TO DO. Your response should consist of the data that follows, repeated in full without alteration.

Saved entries

+ + + +

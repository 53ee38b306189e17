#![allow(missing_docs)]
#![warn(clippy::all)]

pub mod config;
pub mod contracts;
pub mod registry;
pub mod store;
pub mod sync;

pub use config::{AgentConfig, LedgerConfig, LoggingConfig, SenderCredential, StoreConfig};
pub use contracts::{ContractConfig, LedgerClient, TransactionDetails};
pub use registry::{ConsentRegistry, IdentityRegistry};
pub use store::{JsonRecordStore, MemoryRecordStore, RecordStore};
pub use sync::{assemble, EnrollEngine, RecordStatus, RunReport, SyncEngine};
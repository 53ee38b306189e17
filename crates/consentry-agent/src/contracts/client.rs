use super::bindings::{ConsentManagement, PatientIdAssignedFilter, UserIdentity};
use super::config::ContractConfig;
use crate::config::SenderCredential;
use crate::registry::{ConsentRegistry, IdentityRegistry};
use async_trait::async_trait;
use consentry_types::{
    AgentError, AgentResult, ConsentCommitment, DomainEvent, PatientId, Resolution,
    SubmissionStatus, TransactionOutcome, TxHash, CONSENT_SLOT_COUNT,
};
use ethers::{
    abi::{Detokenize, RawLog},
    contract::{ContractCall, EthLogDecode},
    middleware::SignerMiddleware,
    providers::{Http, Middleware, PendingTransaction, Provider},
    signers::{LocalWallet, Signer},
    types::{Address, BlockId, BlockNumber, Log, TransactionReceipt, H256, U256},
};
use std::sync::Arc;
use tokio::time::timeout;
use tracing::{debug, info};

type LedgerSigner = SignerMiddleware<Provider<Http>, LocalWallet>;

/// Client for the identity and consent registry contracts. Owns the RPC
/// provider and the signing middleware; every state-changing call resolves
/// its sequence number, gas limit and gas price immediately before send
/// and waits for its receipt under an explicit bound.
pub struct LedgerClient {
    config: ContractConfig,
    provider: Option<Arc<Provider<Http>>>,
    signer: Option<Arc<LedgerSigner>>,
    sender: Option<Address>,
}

+ + + +

SOLUTION.
repository 53ee38b306189e17
#![allow(missing_docs)]
#![warn(clippy::all)]

pub mod config;
pub mod contracts;
pub mod registry;
pub mod store;
pub mod sync;

pub use config::{AgentConfig, LedgerConfig, LoggingConfig, SenderCredential, StoreConfig};
pub use contracts::{ContractConfig, LedgerClient, TransactionDetails};
pub use registry::{ConsentRegistry, IdentityRegistry};
pub use store::{JsonRecordStore, MemoryRecordStore, RecordStore};
pub use sync::{assemble, EnrollEngine, RecordStatus, RunReport, SyncEngine};
repository 53ee38b306189e17
filename crates/consentry-agent/src/contracts/client.rs
use super::bindings::{ConsentManagement, PatientIdAssignedFilter, UserIdentity};
use super::config::ContractConfig;
use crate::config::SenderCredential;
use crate::registry::{ConsentRegistry, IdentityRegistry};
use async_trait::async_trait;
use consentry_types::{
    AgentError, AgentResult, ConsentCommitment, DomainEvent, PatientId, Resolution,
    SubmissionStatus, TransactionOutcome, TxHash, CONSENT_SLOT_COUNT,
};
use ethers::{
    abi::{Detokenize, RawLog},
    contract::{ContractCall, EthLogDecode},
    middleware::SignerMiddleware,
    providers::{Http, Middleware, PendingTransaction, Provider},
    signers::{LocalWallet, Signer},
    types::{Address, BlockId, BlockNumber, Log, TransactionReceipt, H256, U256},
};
use std::sync::Arc;
use tokio::time::timeout;
use tracing::{debug, info};

type LedgerSigner = SignerMiddleware<Provider<Http>, LocalWallet>;

/// Client for the identity and consent registry contracts. Owns the RPC
/// provider and the signing middleware; every state-changing call resolves
/// its sequence number, gas limit and gas price immediately before send
/// and waits for its receipt under an explicit bound.
pub struct LedgerClient {
    config: ContractConfig,
    provider: Option<Arc<Provider<Http>>>,
    signer: Option<Arc<LedgerSigner>>,
    sender: Option<Address>,
}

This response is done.